## What needs to be done
Would you restate the entries below word for word, starting at the first line and ending with the one that has "use crate::raystep::DEFAULT_EPSILON;"?

*** Extracted material ***

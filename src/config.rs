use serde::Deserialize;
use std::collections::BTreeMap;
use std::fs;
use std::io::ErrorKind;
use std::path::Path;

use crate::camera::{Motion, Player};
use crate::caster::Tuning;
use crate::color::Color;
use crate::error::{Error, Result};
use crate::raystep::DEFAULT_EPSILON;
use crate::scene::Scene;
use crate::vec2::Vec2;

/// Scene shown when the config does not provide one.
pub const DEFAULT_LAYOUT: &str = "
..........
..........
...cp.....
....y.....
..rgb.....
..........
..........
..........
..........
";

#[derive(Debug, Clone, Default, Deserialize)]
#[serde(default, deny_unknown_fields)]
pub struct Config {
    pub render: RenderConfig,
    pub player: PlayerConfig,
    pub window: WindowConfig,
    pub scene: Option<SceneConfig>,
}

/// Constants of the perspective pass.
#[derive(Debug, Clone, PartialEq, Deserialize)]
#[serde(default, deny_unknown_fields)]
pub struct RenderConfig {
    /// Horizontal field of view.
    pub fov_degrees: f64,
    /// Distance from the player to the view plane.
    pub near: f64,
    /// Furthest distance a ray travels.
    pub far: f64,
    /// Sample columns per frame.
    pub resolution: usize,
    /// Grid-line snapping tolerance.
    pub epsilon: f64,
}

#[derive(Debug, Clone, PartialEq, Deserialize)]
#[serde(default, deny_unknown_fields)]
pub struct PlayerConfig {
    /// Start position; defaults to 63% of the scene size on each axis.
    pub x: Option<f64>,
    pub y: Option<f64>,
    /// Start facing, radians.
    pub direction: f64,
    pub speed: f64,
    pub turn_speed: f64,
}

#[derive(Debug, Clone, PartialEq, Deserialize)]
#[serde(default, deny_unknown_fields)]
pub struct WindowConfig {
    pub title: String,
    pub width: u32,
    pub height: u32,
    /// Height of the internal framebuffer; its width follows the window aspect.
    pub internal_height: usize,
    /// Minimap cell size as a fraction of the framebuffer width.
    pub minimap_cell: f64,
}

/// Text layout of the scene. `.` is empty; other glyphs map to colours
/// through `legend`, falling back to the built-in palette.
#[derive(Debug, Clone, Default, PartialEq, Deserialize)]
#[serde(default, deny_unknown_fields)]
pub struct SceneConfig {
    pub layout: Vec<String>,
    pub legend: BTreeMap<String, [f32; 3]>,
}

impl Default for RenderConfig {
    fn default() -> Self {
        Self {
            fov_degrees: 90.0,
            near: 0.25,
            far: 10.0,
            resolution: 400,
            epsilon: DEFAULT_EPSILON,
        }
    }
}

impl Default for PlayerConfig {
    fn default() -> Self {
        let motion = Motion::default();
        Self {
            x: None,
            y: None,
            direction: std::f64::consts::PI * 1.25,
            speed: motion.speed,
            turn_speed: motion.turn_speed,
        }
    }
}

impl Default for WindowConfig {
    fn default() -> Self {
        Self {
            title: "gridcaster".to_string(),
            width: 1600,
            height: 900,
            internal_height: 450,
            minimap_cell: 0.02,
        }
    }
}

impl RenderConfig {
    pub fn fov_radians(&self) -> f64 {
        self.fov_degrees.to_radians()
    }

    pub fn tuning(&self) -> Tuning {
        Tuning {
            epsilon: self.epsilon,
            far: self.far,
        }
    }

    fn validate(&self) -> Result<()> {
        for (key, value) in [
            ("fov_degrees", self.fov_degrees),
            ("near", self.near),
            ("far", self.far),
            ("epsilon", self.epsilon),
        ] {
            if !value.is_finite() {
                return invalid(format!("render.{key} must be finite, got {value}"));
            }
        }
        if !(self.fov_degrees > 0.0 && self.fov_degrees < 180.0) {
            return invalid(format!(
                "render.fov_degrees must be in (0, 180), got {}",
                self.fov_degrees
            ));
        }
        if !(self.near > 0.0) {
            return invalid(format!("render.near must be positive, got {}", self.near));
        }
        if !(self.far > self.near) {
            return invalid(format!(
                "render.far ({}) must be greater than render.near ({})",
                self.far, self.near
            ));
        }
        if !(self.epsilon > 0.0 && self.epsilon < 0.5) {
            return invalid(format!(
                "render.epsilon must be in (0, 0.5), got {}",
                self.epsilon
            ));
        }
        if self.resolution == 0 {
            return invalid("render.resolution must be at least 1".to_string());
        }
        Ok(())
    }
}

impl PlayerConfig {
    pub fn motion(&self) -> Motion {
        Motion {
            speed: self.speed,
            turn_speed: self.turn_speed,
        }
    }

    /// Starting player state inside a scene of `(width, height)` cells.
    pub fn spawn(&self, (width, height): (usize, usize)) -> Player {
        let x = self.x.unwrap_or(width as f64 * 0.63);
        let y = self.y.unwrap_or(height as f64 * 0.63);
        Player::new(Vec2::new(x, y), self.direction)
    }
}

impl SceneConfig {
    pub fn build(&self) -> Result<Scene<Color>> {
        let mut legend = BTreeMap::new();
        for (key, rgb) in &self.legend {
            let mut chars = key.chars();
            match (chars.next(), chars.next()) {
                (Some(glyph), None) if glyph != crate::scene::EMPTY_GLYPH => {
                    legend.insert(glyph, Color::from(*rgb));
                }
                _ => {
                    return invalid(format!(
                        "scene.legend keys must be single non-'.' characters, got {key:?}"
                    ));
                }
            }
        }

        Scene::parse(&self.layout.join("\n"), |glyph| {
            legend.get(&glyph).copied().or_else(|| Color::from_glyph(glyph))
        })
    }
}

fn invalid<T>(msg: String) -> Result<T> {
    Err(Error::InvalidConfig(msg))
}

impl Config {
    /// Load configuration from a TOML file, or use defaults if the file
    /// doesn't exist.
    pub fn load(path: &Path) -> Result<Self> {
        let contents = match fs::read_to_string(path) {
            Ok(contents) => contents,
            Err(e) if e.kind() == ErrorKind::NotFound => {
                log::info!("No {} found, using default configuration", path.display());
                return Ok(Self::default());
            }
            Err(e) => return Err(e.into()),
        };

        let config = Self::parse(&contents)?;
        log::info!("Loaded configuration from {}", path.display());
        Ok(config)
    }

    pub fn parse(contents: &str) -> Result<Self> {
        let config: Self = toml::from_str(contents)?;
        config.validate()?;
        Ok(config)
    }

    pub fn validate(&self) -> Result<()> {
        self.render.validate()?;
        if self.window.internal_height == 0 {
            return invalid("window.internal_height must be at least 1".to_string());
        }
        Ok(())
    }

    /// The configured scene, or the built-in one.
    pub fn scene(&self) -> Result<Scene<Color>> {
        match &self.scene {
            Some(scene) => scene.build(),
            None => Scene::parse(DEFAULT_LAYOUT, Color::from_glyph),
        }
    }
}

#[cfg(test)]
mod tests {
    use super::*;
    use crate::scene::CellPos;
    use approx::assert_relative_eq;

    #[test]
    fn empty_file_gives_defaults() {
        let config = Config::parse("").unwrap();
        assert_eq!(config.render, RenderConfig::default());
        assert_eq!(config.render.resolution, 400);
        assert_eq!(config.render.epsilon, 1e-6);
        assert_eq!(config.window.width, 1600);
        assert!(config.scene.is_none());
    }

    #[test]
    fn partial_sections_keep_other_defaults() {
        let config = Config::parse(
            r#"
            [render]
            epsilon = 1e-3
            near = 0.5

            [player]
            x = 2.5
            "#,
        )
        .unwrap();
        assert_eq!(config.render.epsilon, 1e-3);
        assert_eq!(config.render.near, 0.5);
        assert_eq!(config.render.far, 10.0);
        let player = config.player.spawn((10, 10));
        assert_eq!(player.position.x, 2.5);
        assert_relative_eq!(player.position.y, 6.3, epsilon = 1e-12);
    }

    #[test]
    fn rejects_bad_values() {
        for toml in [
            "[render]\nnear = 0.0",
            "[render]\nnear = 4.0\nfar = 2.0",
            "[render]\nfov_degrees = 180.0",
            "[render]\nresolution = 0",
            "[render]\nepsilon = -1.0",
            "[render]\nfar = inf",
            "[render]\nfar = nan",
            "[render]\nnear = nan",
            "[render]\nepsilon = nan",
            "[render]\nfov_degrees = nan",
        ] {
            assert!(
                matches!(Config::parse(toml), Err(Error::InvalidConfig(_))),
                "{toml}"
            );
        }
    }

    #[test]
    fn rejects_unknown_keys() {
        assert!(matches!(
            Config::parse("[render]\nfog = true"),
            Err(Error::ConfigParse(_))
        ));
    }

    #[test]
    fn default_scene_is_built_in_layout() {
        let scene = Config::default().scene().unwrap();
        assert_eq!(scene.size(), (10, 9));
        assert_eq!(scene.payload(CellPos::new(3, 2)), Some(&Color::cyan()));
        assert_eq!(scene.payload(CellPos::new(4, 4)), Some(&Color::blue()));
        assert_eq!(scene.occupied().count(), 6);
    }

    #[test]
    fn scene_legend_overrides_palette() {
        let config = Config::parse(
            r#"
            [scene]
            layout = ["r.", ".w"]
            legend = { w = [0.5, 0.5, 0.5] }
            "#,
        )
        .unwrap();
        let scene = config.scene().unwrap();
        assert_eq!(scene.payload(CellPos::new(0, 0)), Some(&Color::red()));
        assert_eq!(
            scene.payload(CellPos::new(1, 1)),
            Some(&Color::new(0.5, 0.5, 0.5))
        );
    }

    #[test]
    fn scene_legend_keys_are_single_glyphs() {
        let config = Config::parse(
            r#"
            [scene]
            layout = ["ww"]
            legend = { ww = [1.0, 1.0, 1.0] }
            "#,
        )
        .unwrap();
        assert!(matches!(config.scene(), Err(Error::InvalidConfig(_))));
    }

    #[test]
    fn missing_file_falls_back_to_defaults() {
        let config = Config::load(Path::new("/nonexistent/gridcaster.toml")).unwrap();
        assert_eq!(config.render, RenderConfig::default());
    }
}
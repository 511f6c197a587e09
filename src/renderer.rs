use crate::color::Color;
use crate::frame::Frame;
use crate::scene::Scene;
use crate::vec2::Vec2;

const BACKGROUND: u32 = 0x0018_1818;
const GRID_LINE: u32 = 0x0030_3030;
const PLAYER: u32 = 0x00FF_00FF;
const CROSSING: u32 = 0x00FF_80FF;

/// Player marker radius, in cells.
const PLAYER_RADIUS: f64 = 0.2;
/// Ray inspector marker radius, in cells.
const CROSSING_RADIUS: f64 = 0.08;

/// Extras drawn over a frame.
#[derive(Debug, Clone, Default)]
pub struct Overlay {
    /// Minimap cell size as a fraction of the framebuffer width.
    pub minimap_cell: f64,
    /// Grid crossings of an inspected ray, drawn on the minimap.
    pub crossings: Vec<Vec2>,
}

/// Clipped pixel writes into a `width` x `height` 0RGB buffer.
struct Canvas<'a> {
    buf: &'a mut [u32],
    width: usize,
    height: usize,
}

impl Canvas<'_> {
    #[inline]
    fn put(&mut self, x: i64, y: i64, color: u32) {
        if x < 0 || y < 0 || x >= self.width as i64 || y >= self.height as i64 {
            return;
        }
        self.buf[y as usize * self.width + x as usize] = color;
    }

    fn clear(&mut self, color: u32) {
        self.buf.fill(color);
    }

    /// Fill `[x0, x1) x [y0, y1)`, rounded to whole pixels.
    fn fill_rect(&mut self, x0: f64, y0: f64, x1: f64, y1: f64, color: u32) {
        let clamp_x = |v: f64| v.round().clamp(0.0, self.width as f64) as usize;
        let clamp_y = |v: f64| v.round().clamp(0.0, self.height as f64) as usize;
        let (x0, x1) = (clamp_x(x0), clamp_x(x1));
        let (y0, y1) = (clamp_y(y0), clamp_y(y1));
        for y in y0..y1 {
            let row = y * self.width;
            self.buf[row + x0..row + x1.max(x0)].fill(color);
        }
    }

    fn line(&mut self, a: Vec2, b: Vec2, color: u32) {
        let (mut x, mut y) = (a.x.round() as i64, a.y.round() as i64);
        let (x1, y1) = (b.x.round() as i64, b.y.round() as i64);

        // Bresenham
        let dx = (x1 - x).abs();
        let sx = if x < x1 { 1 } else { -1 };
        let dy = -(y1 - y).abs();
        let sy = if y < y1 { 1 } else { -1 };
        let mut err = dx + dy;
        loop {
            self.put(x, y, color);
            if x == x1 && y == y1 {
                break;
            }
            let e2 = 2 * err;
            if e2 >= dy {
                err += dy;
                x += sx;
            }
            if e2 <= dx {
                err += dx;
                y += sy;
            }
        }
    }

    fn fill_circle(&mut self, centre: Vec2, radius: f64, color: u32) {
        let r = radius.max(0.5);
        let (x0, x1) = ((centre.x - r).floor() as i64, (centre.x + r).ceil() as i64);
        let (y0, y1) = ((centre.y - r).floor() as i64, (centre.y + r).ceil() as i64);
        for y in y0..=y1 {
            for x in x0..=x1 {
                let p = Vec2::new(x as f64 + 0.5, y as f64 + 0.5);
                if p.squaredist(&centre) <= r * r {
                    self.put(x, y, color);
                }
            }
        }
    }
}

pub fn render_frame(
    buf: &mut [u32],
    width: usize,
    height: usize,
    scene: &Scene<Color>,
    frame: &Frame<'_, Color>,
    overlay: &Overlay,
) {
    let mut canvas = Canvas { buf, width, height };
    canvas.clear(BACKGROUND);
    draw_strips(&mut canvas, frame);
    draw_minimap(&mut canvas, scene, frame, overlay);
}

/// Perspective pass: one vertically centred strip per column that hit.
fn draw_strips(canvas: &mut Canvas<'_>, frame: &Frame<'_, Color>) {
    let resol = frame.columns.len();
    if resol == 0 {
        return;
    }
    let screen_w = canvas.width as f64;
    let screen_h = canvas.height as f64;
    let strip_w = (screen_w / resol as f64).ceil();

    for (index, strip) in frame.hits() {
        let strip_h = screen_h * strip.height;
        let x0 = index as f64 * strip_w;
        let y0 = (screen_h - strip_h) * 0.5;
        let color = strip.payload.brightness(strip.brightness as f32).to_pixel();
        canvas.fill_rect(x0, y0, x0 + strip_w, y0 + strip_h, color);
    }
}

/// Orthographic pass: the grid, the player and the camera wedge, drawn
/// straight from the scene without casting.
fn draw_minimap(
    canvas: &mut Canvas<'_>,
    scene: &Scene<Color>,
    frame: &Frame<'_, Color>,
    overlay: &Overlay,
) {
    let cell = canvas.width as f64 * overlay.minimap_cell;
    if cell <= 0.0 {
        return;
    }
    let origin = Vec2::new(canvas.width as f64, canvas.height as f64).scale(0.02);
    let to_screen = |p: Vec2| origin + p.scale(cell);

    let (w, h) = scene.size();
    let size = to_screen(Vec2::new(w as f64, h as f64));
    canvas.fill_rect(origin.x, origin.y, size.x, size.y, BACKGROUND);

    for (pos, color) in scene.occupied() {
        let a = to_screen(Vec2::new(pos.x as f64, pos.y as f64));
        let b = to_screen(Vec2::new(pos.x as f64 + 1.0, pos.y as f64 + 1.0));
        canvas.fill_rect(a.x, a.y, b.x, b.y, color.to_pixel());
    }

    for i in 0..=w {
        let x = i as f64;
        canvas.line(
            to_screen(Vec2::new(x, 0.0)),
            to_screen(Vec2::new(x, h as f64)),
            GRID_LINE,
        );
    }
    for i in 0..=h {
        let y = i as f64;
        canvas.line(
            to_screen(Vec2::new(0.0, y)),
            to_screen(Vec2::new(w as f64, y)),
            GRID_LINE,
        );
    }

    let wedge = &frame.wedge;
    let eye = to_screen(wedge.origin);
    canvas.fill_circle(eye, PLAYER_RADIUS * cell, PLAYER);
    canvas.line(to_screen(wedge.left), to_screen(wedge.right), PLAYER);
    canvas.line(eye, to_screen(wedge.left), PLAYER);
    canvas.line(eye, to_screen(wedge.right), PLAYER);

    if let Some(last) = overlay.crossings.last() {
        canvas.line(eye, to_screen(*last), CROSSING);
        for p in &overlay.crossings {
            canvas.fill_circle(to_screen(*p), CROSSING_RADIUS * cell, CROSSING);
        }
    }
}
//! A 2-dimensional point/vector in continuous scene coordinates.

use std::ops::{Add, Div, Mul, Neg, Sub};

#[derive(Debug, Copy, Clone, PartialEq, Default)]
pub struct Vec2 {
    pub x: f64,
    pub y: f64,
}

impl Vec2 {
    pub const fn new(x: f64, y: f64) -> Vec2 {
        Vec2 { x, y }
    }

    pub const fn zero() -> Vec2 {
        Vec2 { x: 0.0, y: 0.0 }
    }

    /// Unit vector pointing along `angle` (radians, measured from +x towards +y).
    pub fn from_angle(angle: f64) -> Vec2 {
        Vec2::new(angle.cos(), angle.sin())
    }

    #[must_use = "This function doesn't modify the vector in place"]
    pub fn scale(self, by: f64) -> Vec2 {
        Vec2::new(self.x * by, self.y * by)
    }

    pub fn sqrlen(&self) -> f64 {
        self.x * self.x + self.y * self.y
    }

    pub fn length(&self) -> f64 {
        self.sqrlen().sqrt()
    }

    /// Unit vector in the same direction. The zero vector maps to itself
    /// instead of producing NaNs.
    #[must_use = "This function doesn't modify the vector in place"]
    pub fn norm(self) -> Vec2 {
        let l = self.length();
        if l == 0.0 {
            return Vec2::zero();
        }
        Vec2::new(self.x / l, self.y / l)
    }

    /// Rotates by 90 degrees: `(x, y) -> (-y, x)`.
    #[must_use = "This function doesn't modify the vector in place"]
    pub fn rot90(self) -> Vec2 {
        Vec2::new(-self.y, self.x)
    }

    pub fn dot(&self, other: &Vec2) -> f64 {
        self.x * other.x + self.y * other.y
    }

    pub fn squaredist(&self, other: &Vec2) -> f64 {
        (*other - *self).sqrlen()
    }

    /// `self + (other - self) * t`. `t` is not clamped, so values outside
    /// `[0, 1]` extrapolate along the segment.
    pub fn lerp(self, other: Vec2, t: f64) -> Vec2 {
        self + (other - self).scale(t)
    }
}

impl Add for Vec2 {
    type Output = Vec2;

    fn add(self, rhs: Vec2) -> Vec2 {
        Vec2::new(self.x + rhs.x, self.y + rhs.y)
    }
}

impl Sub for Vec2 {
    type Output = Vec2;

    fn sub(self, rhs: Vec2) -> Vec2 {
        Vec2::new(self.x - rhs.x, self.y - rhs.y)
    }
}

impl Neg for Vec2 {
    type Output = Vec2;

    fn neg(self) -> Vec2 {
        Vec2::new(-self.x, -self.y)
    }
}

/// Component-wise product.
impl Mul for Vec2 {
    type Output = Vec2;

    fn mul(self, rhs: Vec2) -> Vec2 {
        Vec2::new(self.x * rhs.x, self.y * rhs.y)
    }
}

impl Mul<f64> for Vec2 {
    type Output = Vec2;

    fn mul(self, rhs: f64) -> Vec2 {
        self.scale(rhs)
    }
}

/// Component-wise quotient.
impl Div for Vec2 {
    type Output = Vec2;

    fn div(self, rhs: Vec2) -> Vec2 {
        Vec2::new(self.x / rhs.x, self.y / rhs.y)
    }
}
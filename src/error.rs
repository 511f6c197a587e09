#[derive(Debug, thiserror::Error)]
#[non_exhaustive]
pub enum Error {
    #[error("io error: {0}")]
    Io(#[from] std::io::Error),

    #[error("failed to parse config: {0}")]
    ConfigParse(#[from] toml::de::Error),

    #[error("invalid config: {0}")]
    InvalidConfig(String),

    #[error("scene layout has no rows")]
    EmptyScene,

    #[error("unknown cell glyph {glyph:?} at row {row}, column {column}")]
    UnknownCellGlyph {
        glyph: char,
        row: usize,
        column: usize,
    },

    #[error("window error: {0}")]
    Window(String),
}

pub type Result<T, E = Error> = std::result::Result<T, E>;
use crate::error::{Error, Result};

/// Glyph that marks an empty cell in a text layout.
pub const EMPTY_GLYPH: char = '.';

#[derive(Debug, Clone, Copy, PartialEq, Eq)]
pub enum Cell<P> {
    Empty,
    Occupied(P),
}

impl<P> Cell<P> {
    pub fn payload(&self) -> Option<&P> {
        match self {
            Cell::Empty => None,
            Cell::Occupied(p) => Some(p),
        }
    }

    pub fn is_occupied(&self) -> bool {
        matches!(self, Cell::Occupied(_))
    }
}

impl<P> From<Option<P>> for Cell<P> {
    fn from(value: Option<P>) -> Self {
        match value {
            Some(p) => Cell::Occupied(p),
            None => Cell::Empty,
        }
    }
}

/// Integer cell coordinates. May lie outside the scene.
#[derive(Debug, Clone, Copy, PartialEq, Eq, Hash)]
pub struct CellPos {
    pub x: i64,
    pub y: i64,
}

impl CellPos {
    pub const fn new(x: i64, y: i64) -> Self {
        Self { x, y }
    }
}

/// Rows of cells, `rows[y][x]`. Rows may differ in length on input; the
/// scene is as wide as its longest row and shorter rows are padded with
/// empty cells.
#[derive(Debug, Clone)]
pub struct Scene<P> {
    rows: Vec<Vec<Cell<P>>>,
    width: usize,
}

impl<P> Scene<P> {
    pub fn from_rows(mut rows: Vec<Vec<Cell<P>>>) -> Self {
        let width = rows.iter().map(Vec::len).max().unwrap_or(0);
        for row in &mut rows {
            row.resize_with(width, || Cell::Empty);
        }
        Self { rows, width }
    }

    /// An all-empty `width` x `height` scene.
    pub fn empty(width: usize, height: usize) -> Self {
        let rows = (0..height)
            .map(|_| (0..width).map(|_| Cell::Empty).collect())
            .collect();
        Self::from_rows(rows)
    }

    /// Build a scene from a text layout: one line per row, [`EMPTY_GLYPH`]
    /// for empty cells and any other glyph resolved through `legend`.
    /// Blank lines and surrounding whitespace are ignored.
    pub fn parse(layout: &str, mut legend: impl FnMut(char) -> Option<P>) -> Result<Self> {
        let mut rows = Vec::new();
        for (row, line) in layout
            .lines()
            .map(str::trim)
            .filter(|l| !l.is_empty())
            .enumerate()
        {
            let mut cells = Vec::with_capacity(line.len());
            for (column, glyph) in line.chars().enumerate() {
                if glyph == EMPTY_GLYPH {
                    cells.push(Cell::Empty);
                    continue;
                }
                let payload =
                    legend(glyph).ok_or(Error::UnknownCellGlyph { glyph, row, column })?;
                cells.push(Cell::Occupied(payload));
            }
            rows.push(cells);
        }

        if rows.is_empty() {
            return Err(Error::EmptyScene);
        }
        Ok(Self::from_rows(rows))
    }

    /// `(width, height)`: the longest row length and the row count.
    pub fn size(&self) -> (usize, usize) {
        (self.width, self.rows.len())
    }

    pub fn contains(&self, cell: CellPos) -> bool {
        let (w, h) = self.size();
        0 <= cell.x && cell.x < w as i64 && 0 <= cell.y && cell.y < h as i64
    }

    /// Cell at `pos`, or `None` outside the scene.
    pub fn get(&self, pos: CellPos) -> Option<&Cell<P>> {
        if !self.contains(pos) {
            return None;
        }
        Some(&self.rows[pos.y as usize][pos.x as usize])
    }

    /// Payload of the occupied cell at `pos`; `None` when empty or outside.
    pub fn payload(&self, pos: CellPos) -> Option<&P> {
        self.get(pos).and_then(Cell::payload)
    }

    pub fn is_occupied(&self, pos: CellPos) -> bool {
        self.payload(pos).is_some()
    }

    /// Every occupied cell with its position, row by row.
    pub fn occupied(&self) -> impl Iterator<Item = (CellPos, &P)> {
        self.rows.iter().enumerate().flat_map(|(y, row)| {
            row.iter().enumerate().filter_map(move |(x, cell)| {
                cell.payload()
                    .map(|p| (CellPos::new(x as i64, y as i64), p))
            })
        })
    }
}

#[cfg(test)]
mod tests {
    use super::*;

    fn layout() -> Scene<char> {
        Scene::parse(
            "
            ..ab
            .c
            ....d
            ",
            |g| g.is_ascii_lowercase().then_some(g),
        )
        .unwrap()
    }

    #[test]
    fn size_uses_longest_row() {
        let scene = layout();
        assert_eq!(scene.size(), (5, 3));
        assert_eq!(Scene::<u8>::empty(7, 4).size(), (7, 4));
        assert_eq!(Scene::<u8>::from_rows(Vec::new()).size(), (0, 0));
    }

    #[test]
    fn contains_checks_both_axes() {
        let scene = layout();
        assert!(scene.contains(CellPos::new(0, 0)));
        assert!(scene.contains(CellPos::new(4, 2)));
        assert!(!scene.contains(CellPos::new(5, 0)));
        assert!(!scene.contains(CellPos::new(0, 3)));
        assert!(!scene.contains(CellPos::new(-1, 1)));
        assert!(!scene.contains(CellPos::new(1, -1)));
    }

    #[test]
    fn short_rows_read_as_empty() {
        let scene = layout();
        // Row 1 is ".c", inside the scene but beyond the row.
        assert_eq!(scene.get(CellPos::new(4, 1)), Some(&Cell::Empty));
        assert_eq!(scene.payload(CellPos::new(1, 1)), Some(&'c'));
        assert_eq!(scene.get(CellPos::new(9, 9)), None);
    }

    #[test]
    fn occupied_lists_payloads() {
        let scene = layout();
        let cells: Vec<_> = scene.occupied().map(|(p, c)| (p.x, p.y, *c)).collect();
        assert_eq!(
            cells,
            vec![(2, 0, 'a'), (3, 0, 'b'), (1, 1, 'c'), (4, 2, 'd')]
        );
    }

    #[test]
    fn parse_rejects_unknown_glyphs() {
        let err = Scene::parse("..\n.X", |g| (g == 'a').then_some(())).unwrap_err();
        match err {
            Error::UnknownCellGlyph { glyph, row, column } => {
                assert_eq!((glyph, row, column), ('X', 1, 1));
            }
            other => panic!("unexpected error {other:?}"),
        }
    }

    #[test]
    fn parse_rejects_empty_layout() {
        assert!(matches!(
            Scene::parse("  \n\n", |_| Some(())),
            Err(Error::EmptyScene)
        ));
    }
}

*** End of Extracted material ***

## Finished exercise
filename src/config.rs
use serde::Deserialize;
use std::collections::BTreeMap;
use std::fs;
use std::io::ErrorKind;
use std::path::Path;

use crate::camera::{Motion, Player};
use crate::caster::Tuning;
use crate::color::Color;
use crate::error::{Error, Result};
use crate::raystep::DEFAULT_EPSILON;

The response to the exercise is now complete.